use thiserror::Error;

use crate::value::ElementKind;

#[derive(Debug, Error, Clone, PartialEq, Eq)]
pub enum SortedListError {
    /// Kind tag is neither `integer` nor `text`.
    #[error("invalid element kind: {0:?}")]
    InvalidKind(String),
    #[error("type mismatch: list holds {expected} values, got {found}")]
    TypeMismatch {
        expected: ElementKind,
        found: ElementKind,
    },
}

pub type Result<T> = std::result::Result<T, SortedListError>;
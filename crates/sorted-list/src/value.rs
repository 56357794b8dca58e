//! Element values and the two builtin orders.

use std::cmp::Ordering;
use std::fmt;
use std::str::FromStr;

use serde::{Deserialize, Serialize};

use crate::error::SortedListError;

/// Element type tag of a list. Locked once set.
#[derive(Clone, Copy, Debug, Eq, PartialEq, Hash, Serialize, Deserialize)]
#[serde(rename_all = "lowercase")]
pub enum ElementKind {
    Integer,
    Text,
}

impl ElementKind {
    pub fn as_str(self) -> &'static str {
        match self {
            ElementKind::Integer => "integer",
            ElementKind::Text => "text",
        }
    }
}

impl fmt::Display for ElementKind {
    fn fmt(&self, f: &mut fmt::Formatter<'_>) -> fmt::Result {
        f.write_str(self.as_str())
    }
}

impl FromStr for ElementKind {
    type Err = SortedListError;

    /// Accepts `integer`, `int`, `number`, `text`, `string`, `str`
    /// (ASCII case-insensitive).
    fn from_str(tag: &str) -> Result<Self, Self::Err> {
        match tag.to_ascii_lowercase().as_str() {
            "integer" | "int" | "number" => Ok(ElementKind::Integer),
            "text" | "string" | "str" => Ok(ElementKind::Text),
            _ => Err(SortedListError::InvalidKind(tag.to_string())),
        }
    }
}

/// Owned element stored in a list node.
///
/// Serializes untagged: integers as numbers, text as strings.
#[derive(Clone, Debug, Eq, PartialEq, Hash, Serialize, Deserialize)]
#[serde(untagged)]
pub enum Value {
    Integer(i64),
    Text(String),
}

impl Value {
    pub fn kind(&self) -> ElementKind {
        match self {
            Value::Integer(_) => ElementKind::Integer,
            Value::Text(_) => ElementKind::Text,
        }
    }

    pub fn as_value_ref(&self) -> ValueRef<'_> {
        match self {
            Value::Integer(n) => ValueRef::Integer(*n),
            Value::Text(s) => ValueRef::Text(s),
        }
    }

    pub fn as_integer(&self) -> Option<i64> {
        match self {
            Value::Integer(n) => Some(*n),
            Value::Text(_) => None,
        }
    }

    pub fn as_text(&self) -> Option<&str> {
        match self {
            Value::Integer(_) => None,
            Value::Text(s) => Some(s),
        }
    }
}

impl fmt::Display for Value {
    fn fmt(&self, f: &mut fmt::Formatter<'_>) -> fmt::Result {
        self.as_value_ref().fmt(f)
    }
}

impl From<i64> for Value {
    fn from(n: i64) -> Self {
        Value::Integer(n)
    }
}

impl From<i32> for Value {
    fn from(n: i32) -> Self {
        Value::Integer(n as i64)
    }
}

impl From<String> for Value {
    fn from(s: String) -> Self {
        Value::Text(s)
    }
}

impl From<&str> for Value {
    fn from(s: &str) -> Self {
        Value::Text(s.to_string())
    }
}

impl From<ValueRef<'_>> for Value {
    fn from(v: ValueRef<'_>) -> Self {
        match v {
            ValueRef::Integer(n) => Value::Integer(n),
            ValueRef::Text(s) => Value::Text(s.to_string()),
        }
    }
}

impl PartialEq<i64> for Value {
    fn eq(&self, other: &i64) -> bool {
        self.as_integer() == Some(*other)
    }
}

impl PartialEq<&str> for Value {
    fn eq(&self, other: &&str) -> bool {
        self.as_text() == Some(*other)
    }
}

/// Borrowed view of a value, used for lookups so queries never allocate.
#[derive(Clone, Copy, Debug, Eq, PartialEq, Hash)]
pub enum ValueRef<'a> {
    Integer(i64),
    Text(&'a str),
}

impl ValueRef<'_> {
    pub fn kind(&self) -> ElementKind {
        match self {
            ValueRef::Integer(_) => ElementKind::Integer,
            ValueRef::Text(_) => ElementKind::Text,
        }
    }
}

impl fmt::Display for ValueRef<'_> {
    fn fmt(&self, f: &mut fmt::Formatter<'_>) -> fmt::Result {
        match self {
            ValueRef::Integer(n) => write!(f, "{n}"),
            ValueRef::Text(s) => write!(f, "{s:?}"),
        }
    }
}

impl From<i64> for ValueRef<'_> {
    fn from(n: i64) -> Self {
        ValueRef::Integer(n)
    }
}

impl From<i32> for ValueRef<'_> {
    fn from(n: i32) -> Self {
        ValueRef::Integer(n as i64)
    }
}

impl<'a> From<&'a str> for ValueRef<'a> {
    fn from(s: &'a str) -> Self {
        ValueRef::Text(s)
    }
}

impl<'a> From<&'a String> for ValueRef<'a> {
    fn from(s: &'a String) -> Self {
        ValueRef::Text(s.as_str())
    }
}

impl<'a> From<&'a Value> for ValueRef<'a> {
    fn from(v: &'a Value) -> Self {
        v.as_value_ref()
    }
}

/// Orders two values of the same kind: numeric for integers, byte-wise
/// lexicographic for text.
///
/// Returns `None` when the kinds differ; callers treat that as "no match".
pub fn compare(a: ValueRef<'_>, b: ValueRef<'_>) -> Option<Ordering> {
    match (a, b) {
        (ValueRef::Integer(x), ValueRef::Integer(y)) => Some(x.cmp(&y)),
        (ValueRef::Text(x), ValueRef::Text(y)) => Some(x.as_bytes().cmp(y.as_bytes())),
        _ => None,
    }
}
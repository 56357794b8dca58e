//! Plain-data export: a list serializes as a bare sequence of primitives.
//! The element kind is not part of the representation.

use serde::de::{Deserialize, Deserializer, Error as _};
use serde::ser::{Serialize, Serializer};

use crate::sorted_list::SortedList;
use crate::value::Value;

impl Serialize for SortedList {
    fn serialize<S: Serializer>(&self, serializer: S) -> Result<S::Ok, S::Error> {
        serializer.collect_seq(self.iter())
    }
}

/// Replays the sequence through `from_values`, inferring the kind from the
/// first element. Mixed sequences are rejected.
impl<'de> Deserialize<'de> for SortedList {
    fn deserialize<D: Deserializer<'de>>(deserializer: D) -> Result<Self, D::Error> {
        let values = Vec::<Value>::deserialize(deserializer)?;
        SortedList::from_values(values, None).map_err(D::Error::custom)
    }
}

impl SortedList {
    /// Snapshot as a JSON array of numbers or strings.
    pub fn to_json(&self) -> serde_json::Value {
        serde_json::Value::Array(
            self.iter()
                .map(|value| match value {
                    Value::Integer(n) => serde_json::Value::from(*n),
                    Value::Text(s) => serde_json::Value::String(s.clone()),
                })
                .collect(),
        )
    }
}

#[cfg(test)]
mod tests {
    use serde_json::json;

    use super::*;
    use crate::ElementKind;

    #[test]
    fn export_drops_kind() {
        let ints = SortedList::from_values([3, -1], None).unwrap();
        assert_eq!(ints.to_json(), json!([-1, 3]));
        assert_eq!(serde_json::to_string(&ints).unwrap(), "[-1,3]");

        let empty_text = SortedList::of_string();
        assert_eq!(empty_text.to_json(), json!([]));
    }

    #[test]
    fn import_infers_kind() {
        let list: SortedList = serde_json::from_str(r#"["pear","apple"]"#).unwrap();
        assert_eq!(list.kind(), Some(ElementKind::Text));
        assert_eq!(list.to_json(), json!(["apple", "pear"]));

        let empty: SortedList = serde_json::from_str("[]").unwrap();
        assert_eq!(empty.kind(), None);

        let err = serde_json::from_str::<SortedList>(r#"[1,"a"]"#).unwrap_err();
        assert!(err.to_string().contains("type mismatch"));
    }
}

• TASK PROMPT:
In your answer, include only the lines above starting at the line that holds "fn from(v: ValueRef<'_>)" and ending at the line that holds "(ValueRef::Integer(x), ValueRef::Integer(y)) =>", copied exactly.

• PROBLEM SOLUTION:
    fn from(v: ValueRef<'_>) -> Self {
        match v {
            ValueRef::Integer(n) => Value::Integer(n),
            ValueRef::Text(s) => Value::Text(s.to_string()),
        }
    }
}

impl PartialEq<i64> for Value {
    fn eq(&self, other: &i64) -> bool {
        self.as_integer() == Some(*other)
    }
}

impl PartialEq<&str> for Value {
    fn eq(&self, other: &&str) -> bool {
        self.as_text() == Some(*other)
    }
}

/// Borrowed view of a value, used for lookups so queries never allocate.
#[derive(Clone, Copy, Debug, Eq, PartialEq, Hash)]
pub enum ValueRef<'a> {
    Integer(i64),
    Text(&'a str),
}

impl ValueRef<'_> {
    pub fn kind(&self) -> ElementKind {
        match self {
            ValueRef::Integer(_) => ElementKind::Integer,
            ValueRef::Text(_) => ElementKind::Text,
        }
    }
}

impl fmt::Display for ValueRef<'_> {
    fn fmt(&self, f: &mut fmt::Formatter<'_>) -> fmt::Result {
        match self {
            ValueRef::Integer(n) => write!(f, "{n}"),
            ValueRef::Text(s) => write!(f, "{s:?}"),
        }
    }
}

impl From<i64> for ValueRef<'_> {
    fn from(n: i64) -> Self {
        ValueRef::Integer(n)
    }
}

impl From<i32> for ValueRef<'_> {
    fn from(n: i32) -> Self {
        ValueRef::Integer(n as i64)
    }
}

impl<'a> From<&'a str> for ValueRef<'a> {
    fn from(s: &'a str) -> Self {
        ValueRef::Text(s)
    }
}

impl<'a> From<&'a String> for ValueRef<'a> {
    fn from(s: &'a String) -> Self {
        ValueRef::Text(s.as_str())
    }
}

impl<'a> From<&'a Value> for ValueRef<'a> {
    fn from(v: &'a Value) -> Self {
        v.as_value_ref()
    }
}

/// Orders two values of the same kind: numeric for integers, byte-wise
/// lexicographic for text.
///
/// Returns `None` when the kinds differ; callers treat that as "no match".
pub fn compare(a: ValueRef<'_>, b: ValueRef<'_>) -> Option<Ordering> {
    match (a, b) {
        (ValueRef::Integer(x), ValueRef::Integer(y)) => Some(x.cmp(&y)),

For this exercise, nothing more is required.